My Godmother is Greek-Australian and although she has an australian accent, her english is perfect and she has taught english here in Crete for 20 years. I do not think you will have any problem getting work in Greece but you may need to do your homework on the visa application as Im not sure about this. I have work teaching without a teaching licence but it is something the Government requires now and so I will take the exams in May. You should come, get work and then go about getting your licence or apply for your licence and then come. Either way, Im sure you will be fine...

Good luck!


----------



## Kim Phillips (Nov 14, 2009)

zoebraoudakis said:


> My Godmother is Greek-Australian and although she has an australian accent, her english is perfect and she has taught english here in Crete for 20 years. I do not think you will have any problem getting work in Greece but you may need to do your homework on the visa application as Im not sure about this.
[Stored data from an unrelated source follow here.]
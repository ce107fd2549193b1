//! Path parameter extractors
//!
//! Type-safe parsing of content and notification ids from path parameters.

use market_core::{ContentType, EntityId};

use crate::response::ApiError;

/// Path parameters addressing a content item
#[derive(Debug, serde::Deserialize)]
pub struct ContentPath {
    pub content_type: String,
    pub content_id: String,
}

impl ContentPath {
    /// Parse content_type
    pub fn content_type(&self) -> Result<ContentType, ApiError> {
        self.content_type
            .parse()
            .map_err(|_| ApiError::invalid_path("Invalid content_type (expected contract or comment)"))
    }

    /// Parse content_id
    pub fn content_id(&self) -> Result<EntityId, ApiError> {
        self.content_id
            .parse()
            .map_err(|_| ApiError::invalid_path("Invalid content_id format"))
    }
}

/// Path parameters with notification_id
#[derive(Debug, serde::Deserialize)]
pub struct NotificationIdPath {
    pub notification_id: String,
}

impl NotificationIdPath {
    /// Parse notification_id
    pub fn notification_id(&self) -> Result<EntityId, ApiError> {
        self.notification_id
            .parse()
            .map_err(|_| ApiError::invalid_path("Invalid notification_id format"))
    }
}

#[cfg(test)]
mod tests {
    use super::*;

    #[test]
    fn test_content_path_parsing() {
        let path = ContentPath {
            content_type: "contract".to_string(),
            content_id: "c1".to_string(),
        };
        assert_eq!(path.content_type().unwrap(), ContentType::Contract);
        assert_eq!(path.content_id().unwrap(), EntityId::new("c1"));
    }

    #[test]
    fn test_content_path_rejects_unknown_type() {
        let path = ContentPath {
            content_type: "market".to_string(),
            content_id: "c1".to_string(),
        };
        assert!(path.content_type().is_err());
    }

    #[test]
    fn test_content_path_rejects_bad_id() {
        let path = ContentPath {
            content_type: "comment".to_string(),
            content_id: "not valid!".to_string(),
        };
        assert!(path.content_id().is_err());
    }
}
//! Response types and error handling for API endpoints
//!
//! Provides unified error handling and JSON response formatting.

use axum::{
    http::StatusCode,
    response::{IntoResponse, Response},
    Json,
};
use market_common::AppError;
use market_core::DomainError;
use market_service::ServiceError;
use serde::Serialize;
use thiserror::Error;
use tracing::error;
use validator::ValidationErrors;

/// API error type for consistent error responses
#[derive(Debug, Error)]
pub enum ApiError {
    #[error("{0}")]
    App(#[from] AppError),

    #[error("{0}")]
    Service(#[from] ServiceError),

    #[error("{0}")]
    Domain(#[from] DomainError),

    #[error("Validation error: {0}")]
    Validation(#[from] ValidationErrors),

    #[error("Invalid path parameter: {0}")]
    InvalidPath(String),

    #[error("Invalid query parameter: {0}")]
    InvalidQuery(String),

    #[error("Invalid request body: {0}")]
    InvalidBody(String),

    #[error("Missing authorization header")]
    MissingAuth,

    #[error("Invalid authorization header format")]
    InvalidAuthFormat,

    #[error("Internal server error")]
    Internal(#[source] anyhow::Error),
}

impl ApiError {
    /// Get HTTP status code for this error
    #[must_use]
    pub fn status_code(&self) -> StatusCode {
        match self {
            Self::App(e) => {
                StatusCode::from_u16(e.status_code()).unwrap_or(StatusCode::INTERNAL_SERVER_ERROR)
            }
            Self::Service(e) => {
                StatusCode::from_u16(e.status_code()).unwrap_or(StatusCode::INTERNAL_SERVER_ERROR)
            }
            Self::Domain(e) => {
                if e.is_not_found() {
                    StatusCode::NOT_FOUND
                } else if e.is_validation() {
                    StatusCode::BAD_REQUEST
                } else if e.is_conflict() {
                    StatusCode::CONFLICT
                } else {
                    StatusCode::INTERNAL_SERVER_ERROR
                }
            }
            Self::Validation(_) | Self::InvalidPath(_) | Self::InvalidQuery(_) | Self::InvalidBody(_) => {
                StatusCode::BAD_REQUEST
            }
            Self::MissingAuth | Self::InvalidAuthFormat => StatusCode::UNAUTHORIZED,
            Self::Internal(_) => StatusCode::INTERNAL_SERVER_ERROR,
        }
    }

    /// Get error code for API responses
    #[must_use]
    pub fn error_code(&self) -> &str {
        match self {
            Self::App(e) => e.error_code(),
            Self::Service(e) => e.error_code(),
            Self::Domain(e) => e.code(),
            Self::Validation(_) => "VALIDATION_ERROR",
            Self::InvalidPath(_) => "INVALID_PATH_PARAMETER",
            Self::InvalidQuery(_) => "INVALID_QUERY_PARAMETER",
            Self::InvalidBody(_) => "INVALID_REQUEST_BODY",
            Self::MissingAuth => "MISSING_AUTHORIZATION",
            Self::InvalidAuthFormat => "INVALID_AUTHORIZATION_FORMAT",
            Self::Internal(_) => "INTERNAL_ERROR",
        }
    }

    /// Create an internal error from any error
    pub fn internal(err: impl Into<anyhow::Error>) -> Self {
        Self::Internal(err.into())
    }

    /// Create an invalid path error
    pub fn invalid_path(msg: impl Into<String>) -> Self {
        Self::InvalidPath(msg.into())
    }

    /// Create an invalid query error
    pub fn invalid_query(msg: impl Into<String>) -> Self {
        Self::InvalidQuery(msg.into())
    }

    /// Create an invalid body error
    pub fn invalid_body(msg: impl Into<String>) -> Self {
        Self::InvalidBody(msg.into())
    }
}

/// Error response body
#[derive(Debug, Serialize)]
pub struct ErrorBody {
    pub error: ErrorDetail,
}

/// Error detail for API responses
#[derive(Debug, Serialize)]
pub struct ErrorDetail {
    pub code: String,
    pub message: String,
    #[serde(skip_serializing_if = "Option::is_none")]
    pub details: Option<serde_json::Value>,
}

impl IntoResponse for ApiError {
    fn into_response(self) -> Response {
        let status = self.status_code();
        let code = self.error_code().to_string();
        let message = self.to_string();

        // Log server errors
        if status.is_server_error() {
            error!(error = ?self, "Server error occurred");
        }

        // Build details for validation errors
        let details = if let Self::Validation(errors) = &self {
            Some(serde_json::to_value(errors).unwrap_or_default())
        } else {
            None
        };

        let body = ErrorBody {
            error: ErrorDetail {
                code,
                message,
                details,
            },
        };

        (status, Json(body)).into_response()
    }
}

/// Type alias for API results
pub type ApiResult<T> = Result<T, ApiError>;

/// No content response (204)
pub struct NoContent;

impl IntoResponse for NoContent {
    fn into_response(self) -> Response {
        StatusCode::NO_CONTENT.into_response()
    }
}
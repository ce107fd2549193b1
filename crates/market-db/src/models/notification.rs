//! Notification database model

use chrono::{DateTime, Utc};
use sqlx::FromRow;

/// Database model for notifications table
#[derive(Debug, Clone, FromRow)]
pub struct NotificationModel {
    pub id: String,
    pub user_id: String,
    pub reason: String,
    pub source_id: String,
    pub source_content_type: String,
    pub source_content_id: String,
    pub source_user_id: String,
    pub source_user_name: String,
    pub source_user_username: String,
    pub source_text: Option<String>,
    pub source_contract_id: Option<String>,
    pub source_contract_slug: Option<String>,
    pub is_seen: bool,
    pub created_time: DateTime<Utc>,
}
//! Contract entity - a prediction market

use chrono::{DateTime, Utc};

use crate::value_objects::EntityId;

/// Contract entity (a market)
///
/// The full market model (outcomes, probabilities, resolution) lives in the
/// trading system; reactions and notifications only need authorship and
/// display metadata.
#[derive(Debug, Clone, PartialEq, Eq)]
pub struct Contract {
    pub id: EntityId,
    /// The user who created the market
    pub creator_id: EntityId,
    /// Market question, e.g. "Will it rain tomorrow?"
    pub question: String,
    /// URL slug for linking from notifications
    pub slug: String,
    pub created_time: DateTime<Utc>,
}

impl Contract {
    /// Create a new Contract
    pub fn new(id: EntityId, creator_id: EntityId, question: String, slug: String) -> Self {
        Self {
            id,
            creator_id,
            question,
            slug,
            created_time: Utc::now(),
        }
    }
}

#[cfg(test)]
mod tests {
    use super::*;

    #[test]
    fn test_contract_creation() {
        let contract = Contract::new(
            EntityId::new("c1"),
            EntityId::new("u1"),
            "Will it rain tomorrow?".to_string(),
            "will-it-rain-tomorrow".to_string(),
        );
        assert_eq!(contract.creator_id, EntityId::new("u1"));
        assert_eq!(contract.slug, "will-it-rain-tomorrow");
    }
}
I have work teaching without a teaching licence but it is something the Government requires now and so I will take the exams in May. You should come, get work and then go about getting your licence or apply for your licence and then come. Either way, Im sure you will be fine...
> 
> Good luck!


Things are changing all the time but to teach here you must have a license. to obtain this you must have your qualifications translated and stamped by an approved translator here, they also want you to have level 3 in the Greek language there are 4 levels but you need the third to teach now. On the application for the license they also want proficiency in English too but that could change depending on your qualifications. It does take time with no guarantee but working private pays more. i hope this is helpful. They expect you to understand Greek grammar to teach English grammar. Even teaching private you still need a license and you will need health insurance too and to register as self employed if you don't work in a school. Just don't expect things to be easy for you here, there is a lot of red tape.


----------



## catmiles (Feb 28, 2010)

The Eu asked Greece to change the language requirements for foreign language teachers in Greece in July 2009. Anyone know if they have done it ?


----------



## hecate (Jul 12, 2010)

Huh? License? _Greek _proficiency - to teach English? So you're talking about teaching in the school system, yes? The ad lib sort of teaching that people are paying 75euro/hour for must operate in a parallel Greek reality. Those parents who can pay want their kids to have access to educated foreigners in order to undo the damage caused by the failed Greek educational system.


----------



## wka (Sep 18, 2009)

Hecate - It wouldn't surprise me (I don't know personally). I teach Modern Greek to English speakers and it is very helpful to know English grammar and Indo-European historical linguistics so that the students get off on the right foot. I don't know if that's the reasoning behind the Greek proficiency requirement (I've never heard of that before either) but there are different methods of 2nd language instruction and when total immersion is impossible (as it is when you are teaching someone a few hours/week), being able to explain things in their language (especially complicated grammatical and syntactical features) is helpful. I know that not all language teachers agree on that (and insist in speaking only in the target language) but the way English is taught in Greek public schools does use Greek in the classroom. Just an idea - I really don't know. As far as the Greek proficiency exam, if anyone is interested, I posted a very detailed thread about it a few months back. I took the exam this year (it's offered once per year) and those interested in taking it should sign up in February 2011 for the next round.


----------